(Required work): Report how many lines of the data below contain "message". Give nothing besides the number.

(Supplied material):

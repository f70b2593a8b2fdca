#![cfg_attr(feature = "fail-on-warnings", deny(warnings))]
#![warn(clippy::all, clippy::pedantic, clippy::nursery, clippy::cargo)]
#![allow(clippy::multiple_crate_versions, clippy::cargo_common_metadata)]

//! Geometry preparation for forest loss analysis.
//!
//! Parses the protected area source feature, builds the buffer ring
//! around it (outward buffer minus the area itself), and binds the two
//! geometries into the fixed pair of [`AnalysisUnit`]s handed to indicator
//! extraction.
//!
//! [`AnalysisUnit`]: forest_loss_zone_models::AnalysisUnit

pub mod bind;
pub mod prepare;
pub mod projection;
pub mod source;

pub use bind::bind_zones;
pub use prepare::{PrepareOptions, PreparedZones, prepare_zones};
pub use source::{SourceRecord, SourceSchema, parse_source_records};

use thiserror::Error;

/// Errors that can occur while preparing zone geometries.
#[derive(Debug, Error)]
pub enum GeometryError {
    /// The source input is malformed, has the wrong record count, or
    /// carries an unusable geometry.
    #[error("Invalid input: {message}")]
    InvalidInput {
        /// Description of what is wrong with the input.
        message: String,
    },

    /// Filtering removed every usable record.
    #[error("No usable data: {message}")]
    NoData {
        /// Description of why nothing remained.
        message: String,
    },

    /// Buffering or differencing produced an empty or invalid geometry.
    #[error("Geometry error: {message}")]
    InvalidGeometry {
        /// Description of the geometry problem.
        message: String,
    },
}

impl GeometryError {
    pub(crate) fn invalid_input(message: impl Into<String>) -> Self {
        Self::InvalidInput {
            message: message.into(),
        }
    }

    pub(crate) fn invalid_geometry(message: impl Into<String>) -> Self {
        Self::InvalidGeometry {
            message: message.into(),
        }
    }
}
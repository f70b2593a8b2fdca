//! Binds prepared geometries into analysis units.

use forest_loss_zone_models::{AnalysisUnit, Zone};

use crate::PreparedZones;

/// Returns the protected area unit followed by the buffer ring unit.
///
/// Downstream stages match extractor output to zones by position, so this
/// order is fixed.
#[must_use]
pub fn bind_zones(prepared: &PreparedZones) -> [AnalysisUnit; 2] {
    Zone::ALL.map(|zone| {
        let geometry = match zone {
            Zone::ProtectedArea => prepared.protected_area.clone(),
            Zone::BufferRing => prepared.buffer_ring.clone(),
        };
        AnalysisUnit::new(zone, prepared.id, geometry)
    })
}
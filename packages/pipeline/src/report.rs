//! Report types handed to chart and table consumers.

use forest_loss_zone_models::{AnnualAreaSeries, DisplayOrder, LossSeries, Zone};
use serde::Serialize;

/// Annual area and loss for one zone.
#[derive(Debug, Clone, PartialEq, Serialize)]
#[serde(rename_all = "camelCase")]
pub struct ZoneReport {
    pub zone: Zone,
    /// Legend label for the zone.
    pub label: &'static str,
    pub area_series: AnnualAreaSeries,
    pub loss_series: LossSeries,
    /// Sum of the per-year losses, in hectares.
    pub total_loss_ha: u64,
}

/// Result of a pipeline run for one protected area.
#[derive(Debug, Clone, PartialEq, Serialize)]
#[serde(rename_all = "camelCase")]
pub struct ForestLossReport {
    /// Protected area identifier.
    pub id: i64,
    /// Chart layout requested in the configuration.
    pub display_order: DisplayOrder,
    /// One entry per zone, protected area first.
    pub zones: Vec<ZoneReport>,
}

impl ForestLossReport {
    /// Pairs each area series with the loss series derived from it.
    ///
    /// Both inputs are in binding order; the loss stage never reorders
    /// zones.
    #[must_use]
    pub fn new(
        id: i64,
        display_order: DisplayOrder,
        area_series: Vec<AnnualAreaSeries>,
        loss_series: Vec<LossSeries>,
    ) -> Self {
        let zones = area_series
            .into_iter()
            .zip(loss_series)
            .map(|(area_series, loss_series)| ZoneReport {
                zone: area_series.zone,
                label: area_series.zone.label(),
                total_loss_ha: loss_series.total_ha(),
                area_series,
                loss_series,
            })
            .collect();

        Self {
            id,
            display_order,
            zones,
        }
    }

    /// The report for `zone`, if present.
    #[must_use]
    pub fn zone(&self, zone: Zone) -> Option<&ZoneReport> {
        self.zones.iter().find(|z| z.zone == zone)
    }

    /// The loss series of every zone, in binding order.
    #[must_use]
    pub fn loss_series(&self) -> Vec<&LossSeries> {
        self.zones.iter().map(|z| &z.loss_series).collect()
    }
}
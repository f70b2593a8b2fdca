//! Local planar projection for buffering geographic geometries.
//!
//! Buffer distances are given in metres but protected area boundaries
//! usually arrive as longitude/latitude. Geometries are projected into an
//! equirectangular plane centred on the source centroid, buffered there,
//! and projected back. Distortion stays small at protected-area scale;
//! geometries crossing the antimeridian are not supported.

use geo::{Centroid, Coord, MapCoords, MultiPolygon};

/// Mean Earth radius in metres (IUGG).
pub const EARTH_RADIUS_M: f64 = 6_371_008.8;

/// Below this the east-west scale factor degenerates (within ~0.06 m of
/// a pole).
const MIN_COS_LAT: f64 = 1.0e-8;

/// Equirectangular projection centred on a reference point.
#[derive(Debug, Clone, Copy, PartialEq)]
pub struct LocalProjection {
    origin_lon: f64,
    origin_lat: f64,
    cos_lat: f64,
}

impl LocalProjection {
    /// Creates a projection centred on `(lon, lat)` in degrees.
    ///
    /// Returns `None` at the poles or for non-finite input.
    #[must_use]
    pub fn new(lon: f64, lat: f64) -> Option<Self> {
        if !lon.is_finite() || !lat.is_finite() || lat.abs() > 90.0 {
            return None;
        }
        let cos_lat = lat.to_radians().cos();
        if cos_lat < MIN_COS_LAT {
            return None;
        }
        Some(Self {
            origin_lon: lon,
            origin_lat: lat,
            cos_lat,
        })
    }

    /// Creates a projection centred on the centroid of `geometry`.
    #[must_use]
    pub fn centered_on(geometry: &MultiPolygon<f64>) -> Option<Self> {
        let centroid = geometry.centroid()?;
        Self::new(centroid.x(), centroid.y())
    }

    /// Degrees to metres.
    #[must_use]
    pub fn forward(&self, geometry: &MultiPolygon<f64>) -> MultiPolygon<f64> {
        geometry.map_coords(|c| self.forward_coord(c))
    }

    /// Metres to degrees.
    #[must_use]
    pub fn inverse(&self, geometry: &MultiPolygon<f64>) -> MultiPolygon<f64> {
        geometry.map_coords(|c| self.inverse_coord(c))
    }

    fn forward_coord(&self, c: Coord<f64>) -> Coord<f64> {
        Coord {
            x: (c.x - self.origin_lon).to_radians() * EARTH_RADIUS_M * self.cos_lat,
            y: (c.y - self.origin_lat).to_radians() * EARTH_RADIUS_M,
        }
    }

    fn inverse_coord(&self, c: Coord<f64>) -> Coord<f64> {
        Coord {
            x: (c.x / (EARTH_RADIUS_M * self.cos_lat)).to_degrees() + self.origin_lon,
            y: (c.y / EARTH_RADIUS_M).to_degrees() + self.origin_lat,
        }
    }
}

(Solution to the problem): 10